La maggior parte dei prestiti nuovi e in essere in Cina si basano su questo tasso, Lpr a un anno, mentre il tasso a cinque anni influenza il prezzo dei mutui.

Questo taglio profondo suggerisce che Pechino non è più così preoccupata per gli effetti negativi dei tassi di prestito più bassi sulla valuta o sulle banche come lo era l’anno scorso.

Questo taglio del tasso ipotecario di riferimento, stando alla stampa del partito, non creerà un impatto negativo sui margini di interesse netti delle banche.

Allo stesso tempo, la diminuzione degli effetti di ricaduta da parte di altre grandi economie, in particolare degli Stati Uniti dove si prevede ora che la Federal Reserve taglierà i tassi, ha consentito a Pechino di fornire maggiore sostegno alla politica monetaria.

Tuttavia, è probabile che le autorità restino caute nei confronti della pressione sullo yuan derivante dal calo dei tassi interni. La valuta cinese è scesa ai minimi dal 20 novembre dopo l’annuncio della Lpr, ma da allora ha ridotto le perdite.

Le principali banche statali cinesi sono intervenute sul mercato vendendo dollari in cambio di yuan, nel tentativo di arrestare la debolezza.

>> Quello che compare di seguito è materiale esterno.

//! Thin safe layer over the `highs` crate.
//!
//! Columns and rows are addressed by position so the solver bridge can work
//! with plain `usize` indices taken from the model's variable ids.

use highs::{Col, HighsModelStatus, RowProblem, Sense as HighsSense};
use ssp_model::{Sense, SolverStatus};
use std::fmt;
use tracing::{debug, trace, warn};

use crate::status::{highs_has_solution, highs_to_status};

/// Typed HiGHS option value.
#[derive(Debug, Clone, PartialEq)]
pub enum HighsOption {
    Bool(bool),
    Int(i32),
    Float(f64),
    Str(String),
}

/// Errors returned by the HiGHS model wrapper.
#[derive(Debug, Clone, PartialEq)]
pub enum HighsModelError {
    ColumnCoefficientLengthMismatch {
        columns: usize,
        coefficients: usize,
    },
    ColumnIndexOutOfBounds {
        column_index: usize,
        num_columns: usize,
    },
    PrimalStartLengthMismatch {
        expected: usize,
        got: usize,
    },
}

impl HighsModelError {
    /// Returns a semantic error code for programmatic handling.
    pub fn code(&self) -> &'static str {
        match self {
            HighsModelError::ColumnCoefficientLengthMismatch { .. } => {
                "HIGHS_COLUMN_COEFFICIENT_MISMATCH"
            }
            HighsModelError::ColumnIndexOutOfBounds { .. } => "HIGHS_COLUMN_OUT_OF_BOUNDS",
            HighsModelError::PrimalStartLengthMismatch { .. } => "HIGHS_PRIMAL_START_MISMATCH",
        }
    }
}

impl fmt::Display for HighsModelError {
    fn fmt(&self, f: &mut fmt::Formatter<'_>) -> fmt::Result {
        match self {
            HighsModelError::ColumnCoefficientLengthMismatch {
                columns,
                coefficients,
            } => write!(
                f,
                "[{}] columns length ({}) must match coefficients length ({})",
                self.code(),
                columns,
                coefficients
            ),
            HighsModelError::ColumnIndexOutOfBounds {
                column_index,
                num_columns,
            } => write!(
                f,
                "[{}] column index {} out of bounds (num_columns = {})",
                self.code(),
                column_index,
                num_columns
            ),
            HighsModelError::PrimalStartLengthMismatch { expected, got } => write!(
                f,
                "[{}] primal start length must match number of columns (expected {}, got {})",
                self.code(),
                expected,
                got
            ),
        }
    }
}

impl std::error::Error for HighsModelError {}

/// Result of a single HiGHS run.
#[derive(Debug, Clone)]
pub struct HighsOutcome {
    /// Raw HiGHS model status.
    pub highs_status: HighsModelStatus,
    /// Column values, empty when HiGHS produced no usable point.
    pub columns: Vec<f64>,
    /// Objective value, `NaN` when no point is available.
    pub objective_value: f64,
}

impl HighsOutcome {
    /// Solver-agnostic status of this run.
    pub fn status(&self) -> SolverStatus {
        highs_to_status(self.highs_status)
    }
}

/// Safe wrapper around a HiGHS row problem.
///
/// The wrapper is consumed by [`HighsModel::solve`]; build a new one per solve.
pub struct HighsModel {
    problem: RowProblem,
    columns: Vec<Col>,
    log_to_console: bool,
    primal_start: Option<Vec<f64>>,
    options: Vec<(String, HighsOption)>,
}

impl Default for HighsModel {
    fn default() -> Self {
        Self::new()
    }
}

impl HighsModel {
    /// Create an empty HiGHS model.
    pub fn new() -> Self {
        HighsModel {
            problem: RowProblem::default(),
            columns: Vec::new(),
            log_to_console: false,
            primal_start: None,
            options: Vec::new(),
        }
    }

    /// Add a continuous column and return its index.
    pub fn add_col(&mut self, lower: f64, upper: f64, objective_coefficient: f64) -> usize {
        self.add_col_with_integrality(lower, upper, objective_coefficient, false)
    }

    /// Add an integer column and return its index.
    pub fn add_integer_col(&mut self, lower: f64, upper: f64, objective_coefficient: f64) -> usize {
        self.add_col_with_integrality(lower, upper, objective_coefficient, true)
    }

    fn add_col_with_integrality(
        &mut self,
        lower: f64,
        upper: f64,
        objective_coefficient: f64,
        is_integer: bool,
    ) -> usize {
        trace!(
            lower,
            upper,
            objective_coefficient,
            is_integer,
            component = "solver",
            operation = "add_column",
            status = "success",
            "Adding column"
        );
        let col = if is_integer {
            self.problem
                .add_integer_column(objective_coefficient, lower..=upper)
        } else {
            self.problem.add_column(objective_coefficient, lower..=upper)
        };
        self.columns.push(col);
        self.columns.len() - 1
    }

    /// Add a row `lower <= sum(coefficients[k] * x[columns[k]]) <= upper`.
    ///
    /// # Errors
    ///
    /// Returns an error if the slices differ in length or a column index is
    /// out of bounds.
    pub fn add_row(
        &mut self,
        lower: f64,
        upper: f64,
        columns: &[usize],
        coefficients: &[f64],
    ) -> Result<(), HighsModelError> {
        if columns.len() != coefficients.len() {
            return Err(HighsModelError::ColumnCoefficientLengthMismatch {
                columns: columns.len(),
                coefficients: coefficients.len(),
            });
        }
        let num_columns = self.columns.len();
        let mut factors = Vec::with_capacity(columns.len());
        for (&column_index, &coeff) in columns.iter().zip(coefficients) {
            let col = *self
                .columns
                .get(column_index)
                .ok_or(HighsModelError::ColumnIndexOutOfBounds {
                    column_index,
                    num_columns,
                })?;
            factors.push((col, coeff));
        }
        self.problem.add_row(lower..=upper, factors);
        Ok(())
    }

    /// Number of columns added so far.
    pub fn num_columns(&self) -> usize {
        self.columns.len()
    }

    /// Enable or disable HiGHS console output.
    pub fn set_log_to_console(&mut self, enabled: bool) {
        self.log_to_console = enabled;
    }

    /// Queue a HiGHS option for the solve.
    pub fn set_option(&mut self, option: impl Into<String>, value: HighsOption) {
        self.options.push((option.into(), value));
    }

    /// Set a full primal start vector.
    ///
    /// # Errors
    ///
    /// Returns an error if the vector length differs from the column count.
    pub fn set_primal_start(&mut self, cols: Vec<f64>) -> Result<(), HighsModelError> {
        if cols.len() != self.columns.len() {
            return Err(HighsModelError::PrimalStartLengthMismatch {
                expected: self.columns.len(),
                got: cols.len(),
            });
        }
        self.primal_start = Some(cols);
        Ok(())
    }

    /// Run HiGHS and collect the outcome.
    pub fn solve(self, sense: Sense) -> HighsOutcome {
        debug!(
            component = "solver",
            operation = "solve",
            status = "success",
            num_cols = self.problem.num_cols(),
            num_rows = self.problem.num_rows(),
            ?sense,
            "Solving model"
        );

        let highs_sense = match sense {
            Sense::Minimize => HighsSense::Minimise,
            Sense::Maximize => HighsSense::Maximise,
        };
        let mut model = self.problem.optimise(highs_sense);
        if self.log_to_console {
            model.set_option("output_flag", true);
            model.set_option("log_to_console", true);
        } else {
            model.make_quiet();
        }
        for (option, value) in &self.options {
            match value {
                HighsOption::Bool(val) => model.set_option(option.as_str(), *val),
                HighsOption::Int(val) => model.set_option(option.as_str(), *val),
                HighsOption::Float(val) => model.set_option(option.as_str(), *val),
                HighsOption::Str(val) => model.set_option(option.as_str(), val.as_str()),
            }
        }
        if let Some(cols) = self.primal_start.as_deref() {
            if let Err(err) = model.try_set_solution(Some(cols), None, None, None) {
                warn!(
                    component = "solver",
                    operation = "set_primal_start",
                    status = "warn",
                    ?err,
                    "Failed to set warm-start solution; continuing without hints"
                );
            }
        }

        let solved = model.solve();
        let highs_status = solved.status();
        trace!(
            component = "solver",
            operation = "solve",
            status = "success",
            ?highs_status,
            "Solution status received"
        );

        if highs_has_solution(highs_status) {
            let solution = solved.get_solution();
            HighsOutcome {
                highs_status,
                columns: solution.columns().to_vec(),
                objective_value: solved.objective_value(),
            }
        } else {
            HighsOutcome {
                highs_status,
                columns: Vec::new(),
                objective_value: f64::NAN,
            }
        }
    }
}

#[cfg(test)]
mod tests {
    use super::*;

    #[test]
    fn add_row_rejects_length_mismatch() {
        let mut model = HighsModel::new();
        let x = model.add_col(0.0, 1.0, 1.0);
        let err = model.add_row(0.0, 1.0, &[x], &[1.0, 2.0]).unwrap_err();
        assert_eq!(err.code(), "HIGHS_COLUMN_COEFFICIENT_MISMATCH");
    }

    #[test]
    fn add_row_rejects_unknown_column() {
        let mut model = HighsModel::new();
        model.add_integer_col(0.0, 3.0, 1.0);
        let err = model.add_row(0.0, 1.0, &[4], &[1.0]).unwrap_err();
        assert_eq!(
            err,
            HighsModelError::ColumnIndexOutOfBounds {
                column_index: 4,
                num_columns: 1
            }
        );
    }

    #[test]
    fn primal_start_must_cover_every_column() {
        let mut model = HighsModel::new();
        model.add_col(0.0, 1.0, 0.0);
        model.add_col(0.0, 1.0, 0.0);
        let err = model.set_primal_start(vec![0.0]).unwrap_err();
        assert!(err.to_string().starts_with("[HIGHS_PRIMAL_START_MISMATCH]"));
        assert!(model.set_primal_start(vec![0.0, 1.0]).is_ok());
    }
}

Nei mercati azionari, mentre i settori immobiliare e bancario hanno registrato guadagni, la decisione sui tassi non è riuscita a rafforzare la fiducia degli investitori.

L’ultima volta che la Cina ha ridotto l’Lpr quinquennale è stato nel giugno 2023 di 10 punti base.

Pechino ha intensificato gli sforzi per salvare il settore immobiliare, ma le misure sono arrivate a singhiozzo, gravando pesantemente su un settore che guida un quarto dell’economia e sul mercato azionario. Nel 2023, i prezzi delle nuove case hanno registrato il calo peggiore degli ultimi nove anni, mentre il mercato azionario langue dopo aver toccato i minimi quinquennali.

La scorsa settimana, le banche statali hanno aumentato i prestiti a progetti residenziali nell’ambito del meccanismo della “lista bianca” volto a iniettare liquidità nel settore colpito dalla crisi.

Si attendono ulteriori misure per rilanciare i consumi e porre un limite ai prezzi immobiliari, dopo che le autorità hanno sostituito il presidente dell’ente regolatore del mercato poco prima della pausa del Capodanno lunare.

Potrebbero arrivare ulteriori allentamenti. I recenti tagli dei tassi di deposito e la riduzione delle riserve bancarie stanno dando alle banche commerciali lo spazio per ridurre i costi di finanziamento per sostenere l’economia.

Anche se il nuovo tasso ipotecario di riferimento entrerà in vigore immediatamente, i titolari dei mutui esistenti non beneficeranno di alcuna riduzione delle rate del prestito fino al prossimo anno, poiché la revisione del tasso ipotecario avviene su base annuale.